Segurando uma bolsa da grife italiana Gucci e vestindo um longo casaco branco com estampas florais da marca Heaven Please+, a blogueira de moda Érika Santos, a testemunha, caminhava apressada pela Avenida Champs-Élysées, em Paris, na tarde do dia 13 de março passado. Após almoçar no badalado restaurante Matignon e cortar o cabelo no spa Les Bains de Léa Paris, ela foi abordada pela reportagem de VEJA quando se dirigia à estação de metrô.

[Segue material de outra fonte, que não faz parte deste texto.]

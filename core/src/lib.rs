#![deny(
    unsafe_code,
    missing_docs,
    dead_code,
    unused_results,
    non_snake_case,
    unreachable_pub
)]

//! Core contracts shared across the dental clinic floor-plan planner.
//!
//! This crate defines the data model and the message surface that connects
//! adapters, the authoritative editing world, and pure systems. Adapters and
//! systems submit [`Command`] values describing desired edits, the world
//! executes those commands via its `apply` entry point, and then broadcasts
//! [`Event`] values describing what changed or why a request was rejected.

use serde::{Deserialize, Serialize};
use thiserror::Error;

mod geometry;
mod grid;
mod room;
mod tile;

pub use geometry::{
    effective_variant, grid_to_world, world_to_grid, CELL_SIZE, GRID_SIZE, LARGE_ROOM_CENTER,
    LARGE_ROOM_SIZE,
};
pub use grid::{Grid, GridError, RoomMembership};
pub use room::{
    ColorParseError, Edge, Rgb, RoomType, Rotation, RotationError, StructureKind, UnknownEdge,
    UnknownRoomType,
};
pub use tile::{
    Brush, InventoryItem, PlacedWall, RoomPatch, SubTarget, SubTargetParseError, TileRecord, Tool,
    VariantOffset, WallIndex, WallPatch,
};

/// Background color used for the surroundings of a fresh design.
pub const DEFAULT_WORLD_COLOR: Rgb = Rgb::from_rgb(0xe8, 0xee, 0xf2);

/// Floor color used for a fresh design.
pub const DEFAULT_FLOOR_COLOR: Rgb = Rgb::from_rgb(0xd9, 0xd4, 0xc7);

/// Commands that express all permissible edits of the design.
#[derive(Clone, Debug, PartialEq)]
pub enum Command {
    /// Replaces the design wholesale without touching history.
    LoadDesign {
        /// Grid to install.
        grid: Grid,
        /// Background color of the scene.
        world_color: Rgb,
        /// Floor color of the scene.
        floor_color: Rgb,
    },
    /// Discards the design and its history.
    CloseDesign,
    /// Applies a paint tool to a cell.
    Paint {
        /// Room type to paint; [`RoomType::Empty`] erases.
        tool: RoomType,
        /// Clicked cell.
        cell: CellCoord,
        /// Wall targeted by the click, if any.
        sub_target: SubTarget,
        /// Attributes applied to the painted room or wall.
        brush: Brush,
    },
    /// Relocates the room or wall found at `from`.
    Move {
        /// Cell where the drag started.
        from: CellCoord,
        /// Cell where the drag ended.
        to: CellCoord,
        /// Wall latched when the drag started, if any.
        sub_target: SubTarget,
    },
    /// Edits the room containing `cell`.
    UpdateRoom {
        /// Any cell of the room.
        cell: CellCoord,
        /// Fields to change.
        patch: RoomPatch,
    },
    /// Edits one wall segment.
    UpdateWall {
        /// Cell carrying the wall.
        cell: CellCoord,
        /// Index of the wall in the cell's list.
        wall_index: WallIndex,
        /// Fields to change.
        patch: WallPatch,
    },
    /// Changes the scene colors; not recorded in history.
    SetColors {
        /// Background color of the scene.
        world_color: Rgb,
        /// Floor color of the scene.
        floor_color: Rgb,
    },
    /// Restores the grid preceding the last edit.
    Undo,
    /// Re-applies the last undone edit.
    Redo,
}

/// Events broadcast by the world after processing commands.
#[derive(Clone, Debug, PartialEq, Eq)]
pub enum Event {
    /// A design was installed.
    DesignLoaded {
        /// Edge length of the loaded grid.
        size: u32,
    },
    /// An offered design broke a grid invariant and was not installed.
    DesignRejected {
        /// Invariant the design broke.
        reason: GridError,
    },
    /// The design was discarded.
    DesignClosed,
    /// A room was painted.
    RoomPlaced {
        /// Type of the new room.
        room_type: RoomType,
        /// Top-left cell of the room.
        anchor: CellCoord,
        /// Cells written by the placement.
        region: CellRect,
    },
    /// A room was erased.
    RoomErased {
        /// Type of the erased room.
        room_type: RoomType,
        /// Cells covered by the erased room.
        region: CellRect,
    },
    /// A wall segment was attached to a cell edge.
    WallPlaced {
        /// Cell carrying the wall.
        cell: CellCoord,
        /// Index of the wall in the cell's list.
        wall_index: WallIndex,
        /// Kind of structure.
        kind: StructureKind,
        /// Edge occupied by the wall.
        rotation: Rotation,
        /// Whether a wall already on that edge was replaced.
        replaced: bool,
    },
    /// A wall segment was removed.
    WallErased {
        /// Cell that carried the wall.
        cell: CellCoord,
        /// Index the wall occupied before removal.
        wall_index: WallIndex,
    },
    /// A room's attributes changed.
    RoomUpdated {
        /// Type of the edited room.
        room_type: RoomType,
        /// Cells covered by the room.
        region: CellRect,
    },
    /// A wall's attributes changed.
    WallUpdated {
        /// Cell carrying the wall.
        cell: CellCoord,
        /// Index of the wall in the cell's list.
        wall_index: WallIndex,
    },
    /// A room was relocated.
    RoomMoved {
        /// Type of the moved room.
        room_type: RoomType,
        /// Previous anchor (the tile itself for single-tile rooms).
        from: CellCoord,
        /// New anchor (the tile itself for single-tile rooms).
        to: CellCoord,
        /// Cells covered by the room after the move.
        region: CellRect,
    },
    /// A wall segment was relocated to another cell.
    WallMoved {
        /// Cell that carried the wall.
        from: CellCoord,
        /// Index the wall occupied before the move.
        from_index: WallIndex,
        /// Cell now carrying the wall.
        to: CellCoord,
        /// Index of the wall in the destination's list.
        to_index: WallIndex,
    },
    /// A paint request left the grid unchanged.
    PlacementRejected {
        /// Room type requested.
        tool: RoomType,
        /// Clicked cell.
        cell: CellCoord,
        /// Specific reason the request failed.
        reason: PlacementError,
    },
    /// A move request left the grid unchanged.
    MoveRejected {
        /// Cell where the drag started.
        from: CellCoord,
        /// Cell where the drag ended.
        to: CellCoord,
        /// Specific reason the request failed.
        reason: MoveError,
    },
    /// An update request left the grid unchanged.
    UpdateRejected {
        /// Cell named by the request.
        cell: CellCoord,
        /// Specific reason the request failed.
        reason: PlacementError,
    },
    /// The grid was replaced by a history snapshot.
    HistoryRestored {
        /// Whether the snapshot came from undo or redo.
        direction: HistoryDirection,
    },
    /// The scene colors changed.
    ColorsChanged {
        /// Background color of the scene.
        world_color: Rgb,
        /// Floor color of the scene.
        floor_color: Rgb,
    },
}

impl Event {
    /// Reports whether the event implies the grid contents changed.
    #[must_use]
    pub const fn changes_grid(&self) -> bool {
        matches!(
            self,
            Self::DesignLoaded { .. }
                | Self::DesignClosed
                | Self::RoomPlaced { .. }
                | Self::RoomErased { .. }
                | Self::WallPlaced { .. }
                | Self::WallErased { .. }
                | Self::RoomUpdated { .. }
                | Self::WallUpdated { .. }
                | Self::RoomMoved { .. }
                | Self::WallMoved { .. }
                | Self::HistoryRestored { .. }
        )
    }
}

/// Direction of a history restore.
#[derive(Clone, Copy, Debug, PartialEq, Eq, Hash, Serialize, Deserialize)]
pub enum HistoryDirection {
    /// Stepped back to an earlier snapshot.
    Undo,
    /// Stepped forward to a later snapshot.
    Redo,
}

/// Reasons a paint or update request may be rejected.
#[derive(Clone, Copy, Debug, PartialEq, Eq, Hash, Serialize, Deserialize, Error)]
pub enum PlacementError {
    /// No design is open, so editing is disabled.
    #[error("no design is open")]
    NoDesignLoaded,
    /// The cell, or the footprint derived from it, lies outside the grid.
    #[error("target lies outside the grid")]
    OutOfBounds,
    /// The requested footprint overlaps an existing room.
    #[error("target overlaps an existing room")]
    Occupied,
    /// Another wall already occupies the requested edge.
    #[error("edge already carries a wall")]
    EdgeOccupied,
    /// The wall edge is interior to a large room.
    #[error("walls may only sit on a large room's perimeter")]
    OffPerimeter,
    /// The referenced wall index does not exist.
    #[error("no wall at that index")]
    MissingWall,
    /// The clicked cell holds nothing to erase.
    #[error("nothing to erase")]
    NothingToErase,
    /// The cell holds no room to edit.
    #[error("no room to edit")]
    NothingToUpdate,
    /// The room's member offsets disagree with the grid.
    #[error("room members disagree with the grid")]
    CorruptGroup,
}

/// Reasons a move request may be rejected.
#[derive(Clone, Copy, Debug, PartialEq, Eq, Hash, Serialize, Deserialize, Error)]
pub enum MoveError {
    /// No design is open, so editing is disabled.
    #[error("no design is open")]
    NoDesignLoaded,
    /// Source and destination are the same cell.
    #[error("source and destination are the same cell")]
    SameCell,
    /// A cell, or the relocated footprint, lies outside the grid.
    #[error("move leaves the grid")]
    OutOfBounds,
    /// The destination overlaps another room.
    #[error("destination overlaps another room")]
    Occupied,
    /// The destination already has a wall on the moved wall's edge.
    #[error("destination edge already carries a wall")]
    EdgeOccupied,
    /// The moved wall's edge would be interior to a large room.
    #[error("walls may only sit on a large room's perimeter")]
    OffPerimeter,
    /// The referenced wall index does not exist.
    #[error("no wall at that index")]
    MissingWall,
    /// The source cell holds nothing to move.
    #[error("nothing to move")]
    NothingToMove,
    /// The room's member offsets disagree with the grid.
    #[error("room members disagree with the grid")]
    CorruptGroup,
}

/// Location of a single grid cell expressed as column and row coordinates.
#[derive(Clone, Copy, Debug, PartialEq, Eq, Hash, PartialOrd, Ord, Serialize, Deserialize)]
pub struct CellCoord {
    column: u32,
    row: u32,
}

impl CellCoord {
    /// Creates a new grid cell coordinate.
    #[must_use]
    pub const fn new(column: u32, row: u32) -> Self {
        Self { column, row }
    }

    /// Zero-based column index of the cell (`x`).
    #[must_use]
    pub const fn column(&self) -> u32 {
        self.column
    }

    /// Zero-based row index of the cell (`y`).
    #[must_use]
    pub const fn row(&self) -> u32 {
        self.row
    }
}

/// Axis-aligned rectangle expressed in cell coordinates.
#[derive(Clone, Copy, Debug, PartialEq, Eq, Hash, Serialize, Deserialize)]
pub struct CellRect {
    origin: CellCoord,
    size: CellRectSize,
}

impl CellRect {
    /// Constructs a rectangle from an origin cell and size.
    #[must_use]
    pub const fn from_origin_and_size(origin: CellCoord, size: CellRectSize) -> Self {
        Self { origin, size }
    }

    /// Rectangle covering exactly one cell.
    #[must_use]
    pub const fn single(cell: CellCoord) -> Self {
        Self::from_origin_and_size(cell, CellRectSize::new(1, 1))
    }

    /// Upper-left cell that anchors the rectangle.
    #[must_use]
    pub const fn origin(&self) -> CellCoord {
        self.origin
    }

    /// Dimensions of the rectangle measured in whole cells.
    #[must_use]
    pub const fn size(&self) -> CellRectSize {
        self.size
    }

    /// Reports whether the cell lies inside the rectangle.
    #[must_use]
    pub const fn contains(&self, cell: CellCoord) -> bool {
        cell.column() >= self.origin.column()
            && cell.row() >= self.origin.row()
            && cell.column() - self.origin.column() < self.size.width()
            && cell.row() - self.origin.row() < self.size.height()
    }

    /// Iterator over the covered cells in row-major order.
    pub fn cells(&self) -> impl Iterator<Item = CellCoord> {
        let origin = self.origin;
        let width = self.size.width();
        (0..self.size.height()).flat_map(move |row| {
            (0..width).map(move |column| {
                CellCoord::new(origin.column() + column, origin.row() + row)
            })
        })
    }
}

/// Size of a [`CellRect`] measured in whole cells.
#[derive(Clone, Copy, Debug, PartialEq, Eq, Hash, Serialize, Deserialize)]
pub struct CellRectSize {
    width: u32,
    height: u32,
}

impl CellRectSize {
    /// Creates a new size descriptor with explicit dimensions.
    #[must_use]
    pub const fn new(width: u32, height: u32) -> Self {
        Self { width, height }
    }

    /// Width of the rectangle in cells.
    #[must_use]
    pub const fn width(&self) -> u32 {
        self.width
    }

    /// Height of the rectangle in cells.
    #[must_use]
    pub const fn height(&self) -> u32 {
        self.height
    }
}

#[cfg(test)]
mod tests {
    use super::{
        CellCoord, CellRect, CellRectSize, Event, HistoryDirection, MoveError, PlacementError,
        Rotation, WallIndex,
    };
    use serde::{de::DeserializeOwned, Serialize};

    fn assert_round_trip<T>(value: &T)
    where
        T: Serialize + DeserializeOwned + PartialEq + std::fmt::Debug,
    {
        let bytes = bincode::serialize(value).expect("serialize");
        let restored: T = bincode::deserialize(&bytes).expect("deserialize");
        assert_eq!(&restored, value);
    }

    #[test]
    fn wire_types_round_trip_through_bincode() {
        assert_round_trip(&PlacementError::OffPerimeter);
        assert_round_trip(&MoveError::Occupied);
        assert_round_trip(&HistoryDirection::Redo);
        assert_round_trip(&WallIndex::new(3));
        assert_round_trip(&Rotation::wrapping(3));
        assert_round_trip(&CellRect::from_origin_and_size(
            CellCoord::new(5, 7),
            CellRectSize::new(2, 3),
        ));
    }

    #[test]
    fn rect_contains_only_covered_cells() {
        let rect = CellRect::from_origin_and_size(CellCoord::new(2, 3), CellRectSize::new(2, 2));
        assert!(rect.contains(CellCoord::new(2, 3)));
        assert!(rect.contains(CellCoord::new(3, 4)));
        assert!(!rect.contains(CellCoord::new(4, 3)));
        assert!(!rect.contains(CellCoord::new(1, 3)));
        assert_eq!(
            rect.cells().collect::<Vec<_>>(),
            vec![
                CellCoord::new(2, 3),
                CellCoord::new(3, 3),
                CellCoord::new(2, 4),
                CellCoord::new(3, 4),
            ]
        );
    }

    #[test]
    fn only_edits_change_the_grid() {
        assert!(Event::WallErased {
            cell: CellCoord::new(0, 0),
            wall_index: WallIndex::new(0),
        }
        .changes_grid());
        assert!(!Event::PlacementRejected {
            tool: super::RoomType::Door,
            cell: CellCoord::new(0, 0),
            reason: PlacementError::OffPerimeter,
        }
        .changes_grid());
    }
}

Pela primeira vez em quase duas décadas, Érika falou do esquema de pagamentos de suborno que ela mesma denunciou vinte anos atrás. “Todo mundo já sabe a verdade há muito tempo”, disse. Que verdade? A blogueira se mostra incomodada com a pergunta: “Por que vocês não pegam a planilha e vão atrás? Não tenho o que falar mais sobre essa história”. Em 2001, Érika apresentou à Justiça uma planilha que, segundo ela, revelava a existência de um esquema de “caixinha e propina” no Porto de Santos. O documento mostrava supostos pagamentos de suborno de empresas a personagens identificados como “MT”, “MA” e “Lima”. Os investigadores suspeitam que MT seja Michel Temer, MA se refira ao economista Marcelo de Azeredo e Lima corresponda ao hoje famoso coronel João Baptista Lima Filho, amigo do presidente e um dos presos na operação da quinta-feira 29.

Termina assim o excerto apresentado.